Your answer must be every line of the data that holds the string "shared".

---- Information shown

//! Query orchestration for the govdata CLI
//!
//! Fetches every requested dataset concurrently through the shared cache and
//! turns the results into the JSON document printed on stdout.

use serde_json::{json, Map, Value};
use std::sync::Arc;
use tracing::info;

use crate::cache::CacheOutcome;
use crate::data::{DataError, Dataset, DatasetSummary, SchoolsData};

/// Result of fetching one dataset
#[derive(Debug)]
pub struct DatasetReport {
    /// The dataset that was requested
    pub dataset: Dataset,
    /// Payload and how it was served, or why there is none
    pub result: Result<(Arc<Value>, CacheOutcome), DataError>,
}

impl DatasetReport {
    /// Whether a payload (fresh or stale) is available
    pub fn is_available(&self) -> bool {
        self.result.is_ok()
    }
}

/// Main application struct tying the CLI query to the dataset service
#[derive(Debug)]
pub struct App {
    /// Cached dataset service, shared across watch rounds
    data: SchoolsData,
    /// Datasets to query, in output order
    datasets: Vec<Dataset>,
    /// Query parameters sent with every dataset
    params: Vec<(String, String)>,
    /// Render summaries instead of raw payloads
    summary: bool,
}

impl App {
    /// Creates an App for the given service and query
    pub fn new(data: SchoolsData, datasets: Vec<Dataset>, params: Vec<(String, String)>) -> Self {
        Self {
            data,
            datasets,
            params,
            summary: false,
        }
    }

    /// Switches output to [`DatasetSummary`] per dataset
    pub fn with_summary(mut self, summary: bool) -> Self {
        self.summary = summary;
        self
    }

    /// The underlying dataset service
    pub fn data(&self) -> &SchoolsData {
        &self.data
    }

    /// Loads all requested datasets concurrently
    pub async fn load_all(&self) -> Vec<DatasetReport> {
        let futures = self
            .datasets
            .iter()
            .map(|dataset| self.data.fetch_traced(dataset, &self.params));
        let results = futures::future::join_all(futures).await;

        self.datasets
            .iter()
            .cloned()
            .zip(results)
            .map(|(dataset, result)| {
                match &result {
                    Ok((_, outcome)) => info!(dataset = %dataset, %outcome, "dataset loaded"),
                    Err(err) => info!(dataset = %dataset, error = %err, "dataset unavailable"),
                }
                DatasetReport { dataset, result }
            })
            .collect()
    }

    /// Renders reports as one JSON object keyed by dataset name
    ///
    /// Fresh and stale payloads render identically; a dataset with no data
    /// renders as `{"error": "..."}`.
    pub fn render(&self, reports: &[DatasetReport]) -> Value {
        let mut output = Map::new();
        for report in reports {
            let rendered = match &report.result {
                Ok((payload, _)) if self.summary => {
                    let summary = DatasetSummary::from_payload(payload);
                    json!({ "rows": summary.rows, "totals": summary.totals })
                }
                Ok((payload, _)) => payload.as_ref().clone(),
                Err(err) => json!({ "error": err.to_string() }),
            };
            output.insert(report.dataset.name().to_string(), rendered);
        }
        Value::Object(output)
    }
}

/// Whether every report carries data
pub fn all_available(reports: &[DatasetReport]) -> bool {
    reports.iter().all(DatasetReport::is_available)
}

--------

*Response*.
//! Fetches every requested dataset concurrently through the shared cache and
    /// Cached dataset service, shared across watch rounds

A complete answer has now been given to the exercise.